Wherever the word "serde" appears in a line of the data, that line should be copied.

'''

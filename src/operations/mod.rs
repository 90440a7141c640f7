// src/operations/mod.rs

//! The fixed gate set of the experiment.
//!
//! A `Gate` is an immutable description of a unitary: which qubits it acts on
//! and, for rotations, the angle. The matrices themselves live in [`library`]
//! and carry no state.

pub mod library;

use crate::core::{BellError, QubitId, Result};
use num_complex::Complex;
use serde::{Deserialize, Serialize};
use std::fmt;

/// A 2x2 complex matrix acting on one qubit.
pub type Matrix2 = [[Complex<f64>; 2]; 2];

/// A gate applied to a register.
#[derive(Debug, Clone, Copy, PartialEq, Serialize, Deserialize)] // f64 angle rules out Eq
#[serde(tag = "gate", rename_all = "snake_case")]
pub enum Gate {
    /// Hadamard on a single qubit: `1/√2 [[1, 1], [1, -1]]`.
    Hadamard {
        /// Qubit receiving the gate.
        target: QubitId,
    },

    /// Rotation about the Y axis by `theta` radians.
    /// Any real angle is accepted; the matrix is periodic in `theta`.
    RotationY {
        /// Qubit receiving the gate.
        target: QubitId,
        /// Rotation angle in radians.
        theta: f64,
    },

    /// Controlled-NOT: flips `target` in the subspace where `control` is 1.
    Cnot {
        /// Qubit whose value conditions the flip.
        control: QubitId,
        /// Qubit that is flipped.
        target: QubitId,
    },
}

impl Gate {
    /// Returns all qubits the gate acts on, control first for CNOT.
    pub fn qubits(&self) -> Vec<QubitId> {
        match self {
            Gate::Hadamard { target } | Gate::RotationY { target, .. } => vec![*target],
            Gate::Cnot { control, target } => vec![*control, *target],
        }
    }

    /// The 2x2 matrix applied to the target qubit (inside the control-1
    /// subspace for CNOT).
    pub fn matrix(&self) -> Matrix2 {
        match self {
            Gate::Hadamard { .. } => library::hadamard(),
            Gate::RotationY { theta, .. } => library::rotation_y(*theta),
            Gate::Cnot { .. } => library::pauli_x(),
        }
    }

    /// Short symbol used in circuit diagrams.
    pub fn symbol(&self) -> &'static str {
        match self {
            Gate::Hadamard { .. } => "H",
            Gate::RotationY { .. } => "RY",
            Gate::Cnot { .. } => "X",
        }
    }

    /// Checks the gate against a register of `num_qubits` qubits.
    ///
    /// # Errors
    /// * `BellError::Dimension` if a qubit lies outside the register.
    /// * `BellError::InvalidOperation` if CNOT control and target coincide.
    /// * `BellError::Configuration` if a rotation angle is not finite.
    pub fn validate(&self, num_qubits: usize) -> Result<()> {
        for qubit in self.qubits() {
            if qubit.0 >= num_qubits {
                return Err(BellError::Dimension {
                    qubit,
                    message: format!("gate {} targets a register of {} qubits", self, num_qubits),
                });
            }
        }
        match self {
            Gate::Cnot { control, target } if control == target => Err(BellError::InvalidOperation {
                message: format!("CNOT control and target are both {}", control),
            }),
            Gate::RotationY { theta, .. } if !theta.is_finite() => Err(BellError::configuration(format!(
                "rotation angle must be a finite real, got {}",
                theta
            ))),
            _ => Ok(()),
        }
    }
}

impl fmt::Display for Gate {
    fn fmt(&self, f: &mut fmt::Formatter<'_>) -> fmt::Result {
        match self {
            Gate::Hadamard { target } => write!(f, "H({})", target),
            Gate::RotationY { target, theta } => write!(f, "RY({}, {:.6})", target, theta),
            Gate::Cnot { control, target } => write!(f, "CNOT({} -> {})", control, target),
        }
    }
}

#[cfg(test)]
mod tests {
    use super::*;

    #[test]
    fn qubits_lists_control_first() {
        let gate = Gate::Cnot { control: QubitId(1), target: QubitId(0) };
        assert_eq!(gate.qubits(), vec![QubitId(1), QubitId(0)]);
    }

    #[test]
    fn validate_catches_each_failure() {
        assert!(Gate::Hadamard { target: QubitId(1) }.validate(2).is_ok());
        assert!(matches!(
            Gate::Hadamard { target: QubitId(2) }.validate(2),
            Err(BellError::Dimension { .. })
        ));
        assert!(matches!(
            Gate::Cnot { control: QubitId(0), target: QubitId(0) }.validate(2),
            Err(BellError::InvalidOperation { .. })
        ));
        assert!(matches!(
            Gate::RotationY { target: QubitId(0), theta: f64::INFINITY }.validate(2),
            Err(BellError::Configuration { .. })
        ));
    }

    #[test]
    fn display_is_readable() {
        assert_eq!(Gate::Cnot { control: QubitId(0), target: QubitId(1) }.to_string(), "CNOT(q0 -> q1)");
        assert_eq!(Gate::RotationY { target: QubitId(1), theta: 0.5 }.to_string(), "RY(q1, 0.500000)");
    }
}
// src/core/mod.rs

//! Core data structures and types

pub mod error;
pub mod basis;
pub mod state;

// Re-export public types for convenient access via `bellsim::core::TypeName`
pub use error::{BellError, QubitId, Result};
pub use basis::BasisLabel;
pub use state::StateVector;

pub mod constants;
pub use constants::bell_constants::{CLASSICAL_BOUND, MAX_QUBITS, NORM_TOLERANCE, TSIRELSON_BOUND};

'''

Problem solution:
use serde::{Deserialize, Serialize};
#[serde(tag = "gate", rename_all = "snake_case")]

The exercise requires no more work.